**Task to carry out**
Exactly the lines below from the one with "let empty = state" up to and including the one with "state.shape = None;" make up the answer, with nothing else added.

(Material for this exercise)

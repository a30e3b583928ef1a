//! Gesture controllers.
//!
//! Each tool turns a three-phase gesture (start, drag, end) into writes on
//! the [`TransformState`]. Tools hold no geometry of their own: the shape,
//! snapshot and drag anchor all live in the state, and the only other input
//! is a [`ToolContext`] naming the shape variant and the aspect lock.
//!
//! A phase that arrives without its precondition (a drag with no snapshot,
//! an end with no gesture) is a silent no-op.

use crate::events::EventKind;
use crate::state::TransformState;
use georef_core::transform::{create_shape, resize_shape, rotate_quad, translate_shape};
use georef_core::{HandleType, Point, Shape, ShapeKind};

/// Which controller a pointer gesture is routed to.
#[derive(Debug, Clone, Copy, PartialEq, Eq, Default)]
pub enum ToolKind {
    /// Nothing under the pointer: the gesture pans the view.
    #[default]
    None,
    Create,
    Move,
    Resize(HandleType),
    Rotate,
}

/// One phase of a pointer gesture, in world coordinates.
#[derive(Debug, Clone, Copy, PartialEq)]
pub enum Gesture {
    Start(Point),
    Drag(Point),
    End,
}

/// The slice of editor configuration a tool may read.
#[derive(Debug, Clone, Copy, PartialEq)]
pub struct ToolContext {
    pub shape_kind: ShapeKind,
    /// Width / height to hold while creating or resizing, if any.
    pub aspect_ratio: Option<f64>,
}

/// Trait for gesture controllers.
pub trait Tool {
    fn kind(&self) -> ToolKind;

    /// Apply one gesture phase, returning the notification to fire, if any.
    fn handle(
        &mut self,
        gesture: Gesture,
        state: &mut TransformState,
        ctx: &ToolContext,
    ) -> Option<EventKind>;
}

/// Route a gesture phase to the controller for `kind`.
pub fn dispatch(
    kind: ToolKind,
    gesture: Gesture,
    state: &mut TransformState,
    ctx: &ToolContext,
) -> Option<EventKind> {
    match kind {
        ToolKind::None => None,
        ToolKind::Create => CreateTool.handle(gesture, state, ctx),
        ToolKind::Move => MoveTool.handle(gesture, state, ctx),
        ToolKind::Resize(handle) => ResizeTool::new(handle).handle(gesture, state, ctx),
        ToolKind::Rotate => RotateTool.handle(gesture, state, ctx),
    }
}

/// Shared end phase for the edit tools.
fn finish_edit(state: &mut TransformState, tool: &str) -> Option<EventKind> {
    if state.end_edit() {
        log::trace!("{tool}: end");
        Some(EventKind::TransformChanged)
    } else {
        None
    }
}

// ─── Create Tool ─────────────────────────────────────────────────────────

/// Drag out a new shape from an anchor point.
#[derive(Debug, Default)]
pub struct CreateTool;

impl Tool for CreateTool {
    fn kind(&self) -> ToolKind {
        ToolKind::Create
    }

    fn handle(
        &mut self,
        gesture: Gesture,
        state: &mut TransformState,
        ctx: &ToolContext,
    ) -> Option<EventKind> {
        match gesture {
            Gesture::Start(at) => {
                log::trace!("create: start at ({}, {})", at.x, at.y);
                state.clear_gesture();
                state.shape = Some(create_shape(ctx.shape_kind, at, at, None));
                state.drag_start = Some(at);
                state.is_creating = true;
                None
            }
            Gesture::Drag(at) => {
                if !state.is_creating {
                    return None;
                }
                let anchor = state.drag_start?;
                state.shape = Some(create_shape(ctx.shape_kind, anchor, at, ctx.aspect_ratio));
                None
            }
            Gesture::End => {
                if !state.is_creating {
                    return None;
                }
                state.clear_gesture();
                // A click without a drag leaves nothing to edit.
                let empty = state
                    .shape
                    .map(|s| s.to_quad().bounding_rect().area() <= 0.0)
                    .unwrap_or(true);
                if empty {
                    log::trace!("create: discarded zero-area shape");
                    state.shape = None;
                    return None;
                }
                log::trace!("create: end");
                Some(EventKind::BoundsCreated)
            }
        }
    }
}

// ─── Move Tool ───────────────────────────────────────────────────────────

/// Translate the whole shape by the pointer delta.
#[derive(Debug, Default)]
pub struct MoveTool;

impl Tool for MoveTool {
    fn kind(&self) -> ToolKind {
        ToolKind::Move
    }

    fn handle(
        &mut self,
        gesture: Gesture,
        state: &mut TransformState,
        _ctx: &ToolContext,
    ) -> Option<EventKind> {
        match gesture {
            Gesture::Start(at) => {
                if state.begin_edit(at, HandleType::Body) {
                    log::trace!("move: start");
                }
                None
            }
            Gesture::Drag(at) => {
                let (snapshot, start) = state.gesture_base()?;
                state.shape = Some(translate_shape(&snapshot, start, at));
                None
            }
            Gesture::End => finish_edit(state, "move"),
        }
    }
}

// ─── Resize Tool ─────────────────────────────────────────────────────────

/// Drag one corner or edge while the opposite one stays put.
#[derive(Debug)]
pub struct ResizeTool {
    pub handle: HandleType,
}

impl ResizeTool {
    pub fn new(handle: HandleType) -> Self {
        Self { handle }
    }
}

impl Tool for ResizeTool {
    fn kind(&self) -> ToolKind {
        ToolKind::Resize(self.handle)
    }

    fn handle(
        &mut self,
        gesture: Gesture,
        state: &mut TransformState,
        ctx: &ToolContext,
    ) -> Option<EventKind> {
        match gesture {
            Gesture::Start(at) => {
                if !(self.handle.is_corner() || self.handle.is_edge()) {
                    return None;
                }
                if state.begin_edit(at, self.handle) {
                    log::trace!("resize: start {:?}", self.handle);
                }
                None
            }
            Gesture::Drag(at) => {
                let (snapshot, _) = state.gesture_base()?;
                state.shape = Some(resize_shape(
                    &snapshot,
                    state.active_handle,
                    at,
                    ctx.aspect_ratio,
                ));
                None
            }
            Gesture::End => finish_edit(state, "resize"),
        }
    }
}

// ─── Rotate Tool ─────────────────────────────────────────────────────────

/// Rotate a quad about its centroid. Rects are never rotated.
#[derive(Debug, Default)]
pub struct RotateTool;

impl Tool for RotateTool {
    fn kind(&self) -> ToolKind {
        ToolKind::Rotate
    }

    fn handle(
        &mut self,
        gesture: Gesture,
        state: &mut TransformState,
        _ctx: &ToolContext,
    ) -> Option<EventKind> {
        match gesture {
            Gesture::Start(at) => {
                if matches!(state.shape, Some(Shape::Quad(_))) && state.begin_edit(at, HandleType::None)
                {
                    log::trace!("rotate: start");
                }
                None
            }
            Gesture::Drag(at) => {
                let (Shape::Quad(snapshot), start) = state.gesture_base()? else {
                    return None;
                };
                state.shape = Some(Shape::Quad(rotate_quad(&snapshot, start, at)));
                None
            }
            Gesture::End => finish_edit(state, "rotate"),
        }
    }
}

(End Material for this exercise)

**Written answer**
                let empty = state
                    .shape
                    .map(|s| s.to_quad().bounding_rect().area() <= 0.0)
                    .unwrap_or(true);
                if empty {
                    log::trace!("create: discarded zero-area shape");
                    state.shape = None;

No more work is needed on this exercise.